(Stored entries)
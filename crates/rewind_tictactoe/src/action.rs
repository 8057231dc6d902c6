//! First-class action types for tic-tac-toe.
//!
//! Moves are domain events, not side effects. The session records each
//! accepted move next to the board it produced, which is what the move list
//! describes.

use super::{Mark, Position};
use serde::{Deserialize, Serialize};

/// A move: a mark placed at a position.
#[derive(Debug, Clone, Copy, PartialEq, Eq, Hash, Serialize, Deserialize)]
pub struct Move {
    /// The mark being placed.
    pub mark: Mark,
    /// Where the mark goes.
    pub position: Position,
}

impl Move {
    /// Creates a new move.
    pub fn new(mark: Mark, position: Position) -> Self {
        Self { mark, position }
    }
}

impl std::fmt::Display for Move {
    fn fmt(&self, f: &mut std::fmt::Formatter<'_>) -> std::fmt::Result {
        write!(f, "{} -> {}", self.mark, self.position)
    }
}

/// Why a move or a jump was not applied.
///
/// None of these are failures of the game: the UI treats every one of them
/// as "nothing happens".
#[derive(Debug, Clone, Copy, PartialEq, Eq, derive_more::Display, derive_more::Error)]
pub enum MoveError {
    /// The square at the position is already occupied.
    #[display("Square {} is already occupied", _0.label())]
    SquareOccupied(#[error(not(source))] Position),

    /// A line is already complete at the displayed step.
    #[display("Game is already over")]
    GameOver,

    /// The requested history step does not exist.
    #[display("Step {} is outside the history (length {})", step, len)]
    StepOutOfRange {
        /// Requested step.
        step: usize,
        /// Current history length.
        len: usize,
    },
}
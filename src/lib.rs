//! Comps Engine - comparable-property search for property tax protests
//!
//! Given a subject property, this library finds the most comparable
//! properties within a radius, ranked by a weighted multi-criterion score.
//! It combines a geospatial pre-filter, bounded batch scanning of the corpus
//! and banded attribute scoring.

pub mod config;
pub mod core;
pub mod models;
pub mod services;

// Re-export commonly used types
pub use core::{SearchError, SearchOutcome, SimilaritySearchService, ScoreModel, distance::{distance_miles, calculate_bounding_box}};
pub use models::{Property, ScoredCandidate, SearchParameters, SearchSummary, ScoreWeights};
pub use services::{CandidateSource, InMemoryCandidateSource, PgCandidateSource};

» TRY IT
What is needed is every line of the records that contains the word "filename".

» OUTPUT FOR THIS TASK
filename crates/rewind_tictactoe/src/action.rs
filename src/lib.rs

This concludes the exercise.